Union Minister of State (I/C) for Housing and Urban Affairs, Shri Hardeep Singh Puri has said that urban areas in India faced multi-pronged challenges and a complex ecosystem in ensuring housing for all, technology-based solutions to enhance service delivery, better mobility and greener transport, smart governance and in doing more with less. Addressing the inaugural session of Project Managers Global Summit 2018 on “Powering India’s Breakthrough Growth: New Dimensions in Project Management” here today, he said that meeting these challenges requires efficient project management which means translating vision into reality. Shri Puri said professionalism is essential in project management and not populism saying the processes must be carried out in a transparent manner and through competitive bidding.
The Minister said that India has undertaken the “most comprehensive” planned urbanization programme in the world and stressed that India still had to build 70 per cent of the new urban infrastructure required by 2030 and this has to be green and resilient. At present, over 30 per cent of India’s population, on a base of 1.2 billion, lives in urban centres, as compared to 17 per cent of the population living in urban areas at the time of India’s independence in 1947. The flagship programmes being implemented by the Indian government were moving in a direction to ensure that India succeeds in the 2030 Agenda, he added and pointed out that the Pradhan Mantri Awas Yojana or the Prime Minister’s scheme on Affordable Housing for All is the world’s largest housing programme for the poor under which the government aims to build 11 million affordable homes for urban Indians by the year 2022. India is in the process of creating 100 Smart Cities to strengthen urban infrastructure by applying smart solutions, he further added.
The Minister said that the Smart Cities Mission envisaged area-based interventions for developing urban areas or cities. Following citizen consultations with more than 2.4 million people, 100 cities are now implementing concepts such as smart roads, smart solid waste management, solar rooftops and smart schools, to name a few. He said, “smartness, whether of building or a city, is not something on which you have a choice. It’s an imperative with thrust on your current existence. When we talk smart cities it includes host of things—greens, sustainable infrastructure, safety for everyone, surveillance ensuring safety for women. So it is an ongoing process”.
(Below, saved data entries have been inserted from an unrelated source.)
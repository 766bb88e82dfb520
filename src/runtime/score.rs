use binary_reader::{BinaryReader, Endian};

use crate::director::chunks::score::{FrameLabelsChunk, ScoreChunk};
use crate::runtime::cast_lib::CastMemberRef;
use crate::runtime::sprite::{ColorRef, Sprite};

/// Reserved channel numbers (§3): everything below `SPRITE_CHANNEL_BASE` is
/// one of these rather than a sprite slot.
pub const SCRIPT_CHANNEL: usize = 0;
pub const PALETTE_CHANNEL: usize = 1;
pub const TRANSITION_CHANNEL: usize = 2;
pub const SOUND1_CHANNEL: usize = 3;
pub const SOUND2_CHANNEL: usize = 4;
pub const TEMPO_CHANNEL: usize = 5;
/// Internal channel index of 1-based sprite number 1.
pub const SPRITE_CHANNEL_BASE: usize = 6;

/// One score-authored sprite channel's worth of data for a single frame.
/// Deliberately a plain data record, not `Sprite`: `ScorePlayer::apply_frame`
/// copies these fields onto the persistent `Sprite` (§4.5 step 1), it
/// doesn't replace the persistent sprite wholesale (that would clobber
/// puppet-only fields like `script_instance_list`).
#[derive(Clone, Default)]
pub struct FrameChannelData {
    pub member: Option<CastMemberRef>,
    pub loc_h: i32,
    pub loc_v: i32,
    pub width: i32,
    pub height: i32,
}

/// One frame of the timeline: the reserved script channel plus a sparse map
/// of sprite-number → authored channel data.
#[derive(Clone, Default)]
pub struct Frame {
    pub script_member: Option<CastMemberRef>,
    pub sprites: std::collections::BTreeMap<usize, FrameChannelData>,
}

/// A behavior attachment (§3): active at frame F iff `start_frame <= F <=
/// end_frame`.
#[derive(Clone, Copy)]
pub struct FrameInterval {
    pub channel: usize,
    pub start_frame: i32,
    pub end_frame: i32,
    pub script: CastMemberRef,
}

impl FrameInterval {
    pub fn is_active_at(&self, frame: i32) -> bool {
        self.start_frame <= frame && frame <= self.end_frame
    }
}

#[derive(Clone)]
pub struct FrameLabel {
    pub frame_num: i32,
    pub name: String,
}

/// The frame-indexed timeline (§3). `frames[0]` is frame 1.
#[derive(Default)]
pub struct Score {
    pub frames: Vec<Frame>,
    pub frame_intervals: Vec<FrameInterval>,
    pub labels: Vec<FrameLabel>,
}

impl Score {
    pub fn last_frame(&self) -> i32 {
        self.frames.len().max(1) as i32
    }

    pub fn frame(&self, frame_num: i32) -> Option<&Frame> {
        if frame_num < 1 {
            return None;
        }
        self.frames.get(frame_num as usize - 1)
    }

    /// §4.5: behaviors whose interval contains `frame_num`, in channel order
    /// (the order the event-dispatch cascade walks them in).
    pub fn active_intervals(&self, frame_num: i32) -> Vec<&FrameInterval> {
        let mut active: Vec<&FrameInterval> =
            self.frame_intervals.iter().filter(|iv| iv.is_active_at(frame_num)).collect();
        active.sort_by_key(|iv| iv.channel);
        active
    }

    /// §4.5 `goToLabel`: unknown labels are warnings, not errors (returns
    /// `None` and the caller logs).
    pub fn resolve_label(&self, name: &str) -> Option<i32> {
        self.labels
            .iter()
            .find(|l| l.name.eq_ignore_ascii_case(name))
            .map(|l| l.frame_num)
    }

    pub fn from_chunks(score: &ScoreChunk, labels: Option<&FrameLabelsChunk>) -> Score {
        let frames = decode_frames(score);
        let frame_intervals = decode_frame_intervals(score);
        let labels = labels
            .map(|l| l.labels.iter().map(|fl| FrameLabel { frame_num: fl.frame_num, name: fl.name.clone() }).collect())
            .unwrap_or_default();
        Score { frames, frame_intervals, labels }
    }
}

/// Re-reads the score chunk's flattened per-frame/per-channel buffer (the
/// same layout `ScoreFrameData::read` walks for logging) into structured
/// `Frame`s the player can overlay onto persistent sprites.
fn decode_frames(score: &ScoreChunk) -> Vec<Frame> {
    let header = &score.frame_data.header;
    let mut reader = BinaryReader::from_vec(&score.frame_data.uncompressed_data);
    reader.set_endian(Endian::Big);

    let mut frames = Vec::with_capacity(header.frame_count as usize);
    for _ in 0..header.frame_count {
        let mut frame = Frame::default();
        for channel in 0..header.num_channels as usize {
            let pos = reader.pos;
            if pos + 18 > reader.length {
                break;
            }
            let flags = reader.read_u16().unwrap_or(0);
            let _unk0 = reader.read_u16().unwrap_or(0);
            let cast_lib = reader.read_u16().unwrap_or(0);
            let cast_member = reader.read_u16().unwrap_or(0);
            let _unk1 = reader.read_u16().unwrap_or(0);
            let pos_y = reader.read_u16().unwrap_or(0) as i16;
            let pos_x = reader.read_u16().unwrap_or(0) as i16;
            let height = reader.read_u16().unwrap_or(0);
            let width = reader.read_u16().unwrap_or(0);
            reader.jmp(pos + header.sprite_record_size as usize);

            if channel == SCRIPT_CHANNEL {
                if cast_member != 0 {
                    frame.script_member = Some(CastMemberRef { cast_lib: cast_lib as i32, cast_member: cast_member as i32 });
                }
                continue;
            }
            if channel < SPRITE_CHANNEL_BASE {
                continue;
            }
            if flags == 0 && cast_member == 0 {
                continue;
            }
            let sprite_number = channel - SPRITE_CHANNEL_BASE + 1;
            frame.sprites.insert(
                sprite_number,
                FrameChannelData {
                    member: if cast_member != 0 {
                        Some(CastMemberRef { cast_lib: cast_lib as i32, cast_member: cast_member as i32 })
                    } else {
                        None
                    },
                    loc_h: pos_x as i32,
                    loc_v: pos_y as i32,
                    width: width as i32,
                    height: height as i32,
                },
            );
        }
        frames.push(frame);
    }
    frames
}

fn decode_frame_intervals(score: &ScoreChunk) -> Vec<FrameInterval> {
    score
        .frame_interval_primaries
        .iter()
        .zip(score.frame_interval_secondaries.iter())
        .filter(|(_, secondary)| secondary.cast_member != 0)
        .map(|(primary, secondary)| FrameInterval {
            channel: primary.sprite_number as usize,
            start_frame: primary.start_frame as i32,
            end_frame: primary.end_frame as i32,
            script: CastMemberRef { cast_lib: secondary.cast_lib as i32, cast_member: secondary.cast_member as i32 },
        })
        .collect()
}

/// Copies a frame's authored channel data onto a persistent sprite (§4.5
/// step 1). Only called for non-puppet channels; puppet sprites keep
/// whatever Lingo assigned them.
pub fn apply_channel_to_sprite(sprite: &mut Sprite, data: &FrameChannelData) {
    sprite.member = data.member;
    sprite.loc_h = data.loc_h;
    sprite.loc_v = data.loc_v;
    sprite.width = data.width;
    sprite.height = data.height;
    sprite.base_loc_h = data.loc_h;
    sprite.base_loc_v = data.loc_v;
    sprite.base_width = data.width;
    sprite.base_height = data.height;
    if sprite.color == ColorRef::PaletteIndex(255) && sprite.member.is_none() && data.member.is_none() {
        // leave defaults
    }
}

#[cfg(test)]
mod tests {
    use super::*;

    #[test]
    fn frame_interval_active_range() {
        let iv = FrameInterval { channel: 1, start_frame: 5, end_frame: 10, script: CastMemberRef::default() };
        assert!(!iv.is_active_at(4));
        assert!(iv.is_active_at(5));
        assert!(iv.is_active_at(10));
        assert!(!iv.is_active_at(11));
    }

    #[test]
    fn label_resolution_is_case_insensitive() {
        let score = Score {
            frames: vec![Frame::default(); 10],
            frame_intervals: vec![],
            labels: vec![FrameLabel { frame_num: 5, name: "Intro".to_string() }],
        };
        assert_eq!(score.resolve_label("intro"), Some(5));
        assert_eq!(score.resolve_label("INTRO"), Some(5));
        assert_eq!(score.resolve_label("missing"), None);
    }

    #[test]
    fn last_frame_is_at_least_one() {
        let score = Score::default();
        assert_eq!(score.last_frame(), 1);
    }
}
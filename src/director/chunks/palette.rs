use binary_reader::BinaryReader;

pub struct PaletteChunk {
    pub colors: Vec<(u8, u8, u8)>,
}

impl PaletteChunk {
    pub fn from_reader(reader: &mut BinaryReader, _: u16) -> Result<PaletteChunk, String> {
        reader.set_endian(binary_reader::Endian::Big);

        let mut colors = Vec::new();
        for _ in 0..256 {
            let r = reader.read_u8().unwrap_or(255);
            reader.read_u8().ok();
            let g = reader.read_u8().unwrap_or(0);
            reader.read_u8().ok();
            let b = reader.read_u8().unwrap_or(255);
            reader.read_u8().ok();
            colors.push((r, g, b));
        }

        return Ok(PaletteChunk { colors });
    }
}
Shri Puri said, by December 2018, you can start getting physical contours of what a smart city looks like. Different cities are in different stages of processing, tendering, he said. The Minister said, in democracy you cannot tell people where to live and nor can we stop migration, adding that we have to tackle it by creating infrastructure, adding that we have to look at urbanization as a great opportunity for economic growth.
Shri Puri pointed out that, cities were selected through a competitive process for funding under a Government of India programme, and added that the programme design was based on comprehensive citizen engagement, leveraging the power of technology at our disposal.
The Minister underlined that “new technologies and platforms will increasingly enable citizens to engage with governments, voice their opinions, coordinate their efforts and even circumvent the supervision of public authorities”. This phenomenon is embedded in the concept, design, and implementation of India’s Smart Cities Mission, he said.
He pointed out that every Smart City will have a Smart City Centre (SCC) (i.e. Integrated Command and Control Centre). The SCC functions as a city’s nervous system where digital technologies are integrated with social, physical, and environmental aspects of the city, to enable centralized monitoring and decision making. SCCs have already been set up in 11 cities. Twenty eight other cities have started work on setting up such centres.
Shri Puri said, proactively improving the urban space will require a reform of the “enabling environment”, which includes governance frameworks, policy protocols, capacities of urban local bodies, and the nature of citizen-government engagement.